Once the line containing "pub fn chip_default()" is found, please set it down along with each following line, exactly, to the end of the material.

#### Recorded data:
********

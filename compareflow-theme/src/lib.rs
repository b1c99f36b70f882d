use ratatui::style::{Color, Modifier, Style};

/// One Dark palette shared by every compareflow screen.
/// Kept in its own crate so palette tweaks don't rebuild the client.

// Color constants
pub const ACCENT_BLUE: Color = Color::Rgb(97, 175, 239);
pub const ACCENT_CYAN: Color = Color::Rgb(86, 182, 194);
pub const ACCENT_GREEN: Color = Color::Rgb(152, 195, 121);
pub const ACCENT_ORANGE: Color = Color::Rgb(209, 154, 102);
pub const ACCENT_PURPLE: Color = Color::Rgb(198, 120, 221);
pub const BG_PRIMARY: Color = Color::Rgb(40, 44, 52);
pub const BG_SECONDARY: Color = Color::Rgb(33, 37, 43);
pub const BG_SELECTION: Color = Color::Rgb(62, 68, 81);
pub const BG_TERTIARY: Color = Color::Rgb(44, 49, 58);
pub const BORDER_FOCUSED: Color = Color::Rgb(97, 175, 239);
pub const BORDER_NORMAL: Color = Color::Rgb(92, 99, 112);
pub const ERROR: Color = Color::Rgb(224, 108, 117);
pub const FG_PRIMARY: Color = Color::Rgb(171, 178, 191);
pub const FG_SECONDARY: Color = Color::Rgb(92, 99, 112);
pub const INFO: Color = Color::Rgb(97, 175, 239);
pub const SUCCESS: Color = Color::Rgb(152, 195, 121);
pub const WARNING: Color = Color::Rgb(229, 192, 123);

/// Main application background
pub fn bg_primary() -> Style {
  Style::new().bg(BG_PRIMARY).fg(FG_PRIMARY)
}

/// Input field styling
pub fn input() -> Style {
  Style::new().bg(BG_TERTIARY).fg(FG_PRIMARY)
}

/// Active selection with accent color
pub fn selection_active() -> Style {
  Style::new().bg(ACCENT_BLUE).fg(BG_PRIMARY).add_modifier(Modifier::BOLD)
}

pub fn border_normal() -> Style {
  Style::new().fg(BORDER_NORMAL)
}

pub fn border_focused() -> Style {
  Style::new().fg(BORDER_FOCUSED)
}

/// Border style based on focus state
pub fn border(focused: bool) -> Style {
  if focused {
    border_focused()
  } else {
    border_normal()
  }
}

/// Header styling for tables
pub fn header() -> Style {
  Style::new().bg(BG_SELECTION).fg(ACCENT_CYAN).add_modifier(Modifier::BOLD | Modifier::UNDERLINED)
}

pub fn title() -> Style {
  Style::new().fg(ACCENT_BLUE).add_modifier(Modifier::BOLD)
}

pub fn success() -> Style {
  Style::new().fg(SUCCESS).add_modifier(Modifier::BOLD)
}

pub fn warning() -> Style {
  Style::new().fg(WARNING).add_modifier(Modifier::BOLD)
}

pub fn error() -> Style {
  Style::new().fg(ERROR).add_modifier(Modifier::BOLD)
}

pub fn info() -> Style {
  Style::new().fg(INFO)
}

/// Muted text styling
pub fn muted() -> Style {
  Style::new().fg(FG_SECONDARY)
}

pub fn tab_normal() -> Style {
  Style::new().fg(FG_SECONDARY)
}

pub fn tab_selected() -> Style {
  Style::new().fg(ACCENT_BLUE).add_modifier(Modifier::BOLD | Modifier::UNDERLINED)
}

pub fn status_bar() -> Style {
  Style::new().bg(BG_SECONDARY).fg(FG_PRIMARY)
}

/// Filled badge, the terminal stand-in for a chip
pub fn chip(color: Color) -> Style {
  Style::new().bg(color).fg(BG_PRIMARY).add_modifier(Modifier::BOLD)
}

/// Neutral chip for states without a semantic color
pub fn chip_default() -> Style {
  Style::new().bg(BG_SELECTION).fg(FG_PRIMARY)
}

/// Query text in reports
pub fn code() -> Style {
  Style::new().bg(BG_SECONDARY).fg(ACCENT_GREEN)
}

pub fn highlight_number() -> Style {
  Style::new().fg(ACCENT_ORANGE).add_modifier(Modifier::BOLD)
}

********

#### Answer space:
pub fn chip_default() -> Style {
  Style::new().bg(BG_SELECTION).fg(FG_PRIMARY)
}

/// Query text in reports
pub fn code() -> Style {
  Style::new().bg(BG_SECONDARY).fg(ACCENT_GREEN)
}

pub fn highlight_number() -> Style {
  Style::new().fg(ACCENT_ORANGE).add_modifier(Modifier::BOLD)
}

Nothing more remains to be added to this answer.